Lightning-AI / litdata

Streamline data pipelines for AI. Process datasets across 1000s of machines, and optimize data for blazing fast model training.
Apache License 2.0
249 stars 23 forks source link

`map` device management #15

Open ethanwharris opened 4 months ago

ethanwharris commented 4 months ago

🚀 Feature

Provide an easy or automated way to get batches + models on to the correct device with map.

Motivation

We often want to map over a bunch of GPU machines, maybe each with more that one GPU on board.

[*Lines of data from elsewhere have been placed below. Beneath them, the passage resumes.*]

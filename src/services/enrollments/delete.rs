use actix_web::HttpRequest;
use tracing::info;

use super::EnrollmentService;
use crate::models::ErrorCode;
use crate::models::enrollments::EnrollmentStatus;
use crate::services::access::{current_user, manager_context};
use crate::services::responses::{ServiceResult, conflict, internal, not_found, ok_message};

pub async fn delete_enrollment(
    service: &EnrollmentService,
    request: &HttpRequest,
    enrollment_id: i64,
) -> ServiceResult {
    let user = current_user(request)?;
    let storage = service.get_storage(request)?;

    let enrollment = storage
        .get_enrollment_by_id(enrollment_id)
        .await
        .map_err(internal("Failed to load enrollment"))?
        .ok_or_else(|| not_found(ErrorCode::EnrollmentNotFound, "Enrollment not found"))?;

    if enrollment.student_id == user.id {
        // 学生撤回自己的申请或退出班级
        if enrollment.status == EnrollmentStatus::Rejected {
            return Err(conflict(
                ErrorCode::EnrollmentNotPending,
                "A rejected request cannot be withdrawn",
            ));
        }
    } else {
        manager_context(&storage, &user, enrollment.class_id).await?;
    }

    let deleted = storage
        .delete_enrollment(enrollment.id)
        .await
        .map_err(internal("Failed to delete enrollment"))?;
    if !deleted {
        return Err(not_found(ErrorCode::EnrollmentNotFound, "Enrollment not found"));
    }

    info!(
        "Enrollment {} of class {} removed by {}",
        enrollment.id, enrollment.class_id, user.username
    );
    ok_message("Enrollment removed successfully")
}
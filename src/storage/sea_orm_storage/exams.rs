//! 考试、题目与作答存储操作

use super::{SeaOrmStorage, db_err};
use crate::entity::exam_attempts::{
    ActiveModel as AttemptActiveModel, Column as AttemptColumn, Entity as ExamAttempts,
    Model as AttemptModel,
};
use crate::entity::exam_questions::{
    ActiveModel as QuestionActiveModel, Column as QuestionColumn, Entity as ExamQuestions,
    Model as QuestionModel,
};
use crate::entity::exams::{ActiveModel, Column, Entity as Exams, Model};
use crate::entity::question_answers::{
    ActiveModel as AnswerActiveModel, Column as AnswerColumn, Entity as QuestionAnswers,
    Model as AnswerModel,
};
use crate::errors::Result;
use crate::models::{
    PaginatedResponse, PaginationQuery,
    exams::{
        AnswerInput, AnswerMark, AttemptStatus, Exam, ExamAttempt, NewExam, NewQuestion, Question,
        QuestionAnswer, UpdateExamRequest, UpdateQuestionRequest,
    },
};
use sea_orm::{
    ActiveModelTrait, ColumnTrait, ConnectionTrait, EntityTrait, PaginatorTrait, QueryFilter,
    QueryOrder, QuerySelect, Set, TransactionTrait, sea_query::Expr,
};

fn encode_options(options: &[String]) -> Result<Option<String>> {
    if options.is_empty() {
        Ok(None)
    } else {
        Ok(Some(serde_json::to_string(options)?))
    }
}
pub mod manage;

use actix_web::{HttpRequest, HttpResponse, Result as ActixResult};

use super::declare_service;
use super::responses::finish;
use crate::models::PaginationQuery;
use crate::models::materials::{CreateMaterialRequest, UpdateMaterialRequest};

declare_service!(MaterialService);

impl MaterialService {
    pub async fn list_materials(
        &self,
        request: &HttpRequest,
        query: PaginationQuery,
    ) -> ActixResult<HttpResponse> {
        finish(manage::list_materials(self, request, query).await)
    }

    pub async fn create_material(
        &self,
        request: &HttpRequest,
        material_data: CreateMaterialRequest,
    ) -> ActixResult<HttpResponse> {
        finish(manage::create_material(self, request, material_data).await)
    }

    pub async fn update_material(
        &self,
        request: &HttpRequest,
        material_id: i64,
        update_data: UpdateMaterialRequest,
    ) -> ActixResult<HttpResponse> {
        finish(manage::update_material(self, request, material_id, update_data).await)
    }

    pub async fn delete_material(
        &self,
        request: &HttpRequest,
        material_id: i64,
    ) -> ActixResult<HttpResponse> {
        finish(manage::delete_material(self, request, material_id).await)
    }
}
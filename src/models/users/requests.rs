use super::entities::{UserRole, UserStatus};
use crate::models::common::PaginationQuery;
use serde::Deserialize;
use ts_rs::TS;

// 用户查询参数
#[derive(Debug, Clone, Default, Deserialize, TS)]
#[ts(export, export_to = "user.ts")]
pub struct UserListParams {
    #[serde(flatten)]
    #[ts(flatten)]
    pub pagination: PaginationQuery,
    pub role: Option<UserRole>,
    pub status: Option<UserStatus>,
    pub search: Option<String>,
}

// 管理员创建用户
#[derive(Debug, Deserialize, TS)]
#[ts(export, export_to = "user.ts")]
pub struct CreateUserRequest {
    pub username: String,
    pub email: String,
    pub password: String,
    pub role: UserRole,
    pub status: Option<UserStatus>,
    pub display_name: Option<String>,
    pub grade_level: Option<String>,
    pub department: Option<String>,
}

// 管理员更新用户
#[derive(Debug, Default, Deserialize, TS)]
#[ts(export, export_to = "user.ts")]
pub struct UpdateUserRequest {
    pub email: Option<String>,
    pub password: Option<String>,
    pub role: Option<UserRole>,
    pub status: Option<UserStatus>,
    pub display_name: Option<String>,
    pub avatar_url: Option<String>,
    pub grade_level: Option<String>,
    pub department: Option<String>,
}

/// 写入存储层的新用户，密码已哈希
#[derive(Debug, Clone)]
pub struct NewUser {
    pub username: String,
    pub email: String,
    pub password_hash: String,
    pub role: UserRole,
    pub status: UserStatus,
    pub display_name: Option<String>,
    pub grade_level: Option<String>,
    pub department: Option<String>,
}

/// 存储层的用户更新，`None` 表示不修改
#[derive(Debug, Clone, Default)]
pub struct UserChanges {
    pub email: Option<String>,
    pub password_hash: Option<String>,
    pub role: Option<UserRole>,
    pub status: Option<UserStatus>,
    pub display_name: Option<String>,
    pub avatar_url: Option<String>,
    pub grade_level: Option<String>,
    pub department: Option<String>,
}

impl UserChanges {
    pub fn is_empty(&self) -> bool {
        self.email.is_none()
            && self.password_hash.is_none()
            && self.role.is_none()
            && self.status.is_none()
            && self.display_name.is_none()
            && self.avatar_url.is_none()
            && self.grade_level.is_none()
            && self.department.is_none()
    }
}
use actix_web::{HttpRequest, HttpResponse, Result as ActixResult, web};
use once_cell::sync::Lazy;

use crate::middlewares;
use crate::models::enrollments::{DecideEnrollmentRequest, EnrollmentListParams, JoinClassRequest};
use crate::models::users::entities::UserRole;
use crate::services::EnrollmentService;
use crate::utils::SafeEnrollmentIdI64;

static ENROLLMENT_SERVICE: Lazy<EnrollmentService> = Lazy::new(EnrollmentService::new_lazy);

pub async fn join_class(
    req: HttpRequest,
    join_data: web::Json<JoinClassRequest>,
) -> ActixResult<HttpResponse> {
    ENROLLMENT_SERVICE
        .join_class(&req, join_data.into_inner())
        .await
}

pub async fn list_my_enrollments(
    req: HttpRequest,
    query: web::Query<EnrollmentListParams>,
) -> ActixResult<HttpResponse> {
    ENROLLMENT_SERVICE
        .list_my_enrollments(&req, query.into_inner())
        .await
}

// 挂在 /classes/{class_id}/enrollments 下
pub async fn list_class_enrollments(
    req: HttpRequest,
    query: web::Query<EnrollmentListParams>,
) -> ActixResult<HttpResponse> {
    ENROLLMENT_SERVICE
        .list_class_enrollments(&req, query.into_inner())
        .await
}

pub async fn decide_enrollment(
    req: HttpRequest,
    enrollment_id: SafeEnrollmentIdI64,
    decision: web::Json<DecideEnrollmentRequest>,
) -> ActixResult<HttpResponse> {
    ENROLLMENT_SERVICE
        .decide_enrollment(&req, enrollment_id.0, decision.into_inner())
        .await
}

pub async fn delete_enrollment(
    req: HttpRequest,
    enrollment_id: SafeEnrollmentIdI64,
) -> ActixResult<HttpResponse> {
    ENROLLMENT_SERVICE
        .delete_enrollment(&req, enrollment_id.0)
        .await
}

pub fn configure_enrollment_routes(cfg: &mut web::ServiceConfig) {
    cfg.service(
        web::scope("/api/v1/enrollments")
            .wrap(middlewares::RequireJWT)
            .service(
                web::resource("").route(
                    web::post()
                        .to(join_class)
                        .wrap(middlewares::RequireRole::new(UserRole::Student)),
                ),
            )
            .service(
                web::resource("/mine").route(
                    web::get()
                        .to(list_my_enrollments)
                        .wrap(middlewares::RequireRole::new(UserRole::Student)),
                ),
            )
            // 学生撤回自己的申请，或教师移除学生
            .route("/{enrollment_id}", web::delete().to(delete_enrollment))
            .route(
                "/{enrollment_id}/decision",
                web::put()
                    .to(decide_enrollment)
                    .wrap(middlewares::RequireRole::new_any(UserRole::teacher_roles())),
            ),
    );
}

Right now, deciding which device to use in each process is a little tricky, you have to get the rank modulo the number of CUDA devices.

Pitch

Probably the cleanest thing would be to just automatically handle devices more like a LightningModule - maybe if you pass an nn.Module to map we could put it on a correct device for the process and wrangle the inputs / outputs.

Alternatives

Additional context

tchaton commented 4 months ago

Hey @ethanwharris,

The map and optimize callable supports some sort of device already. You just need to add the optional device argument to your callable.

def fn(..., device):
    ...

map(fn, ...)

Does this solve your issue ?

ethanwharris commented 4 months ago

@tchaton

Cool, yeah so we can probably mark this as done - although hard to discover that you can do it, might still be nice to just pass an nn.Module or something and have it done automatically 😃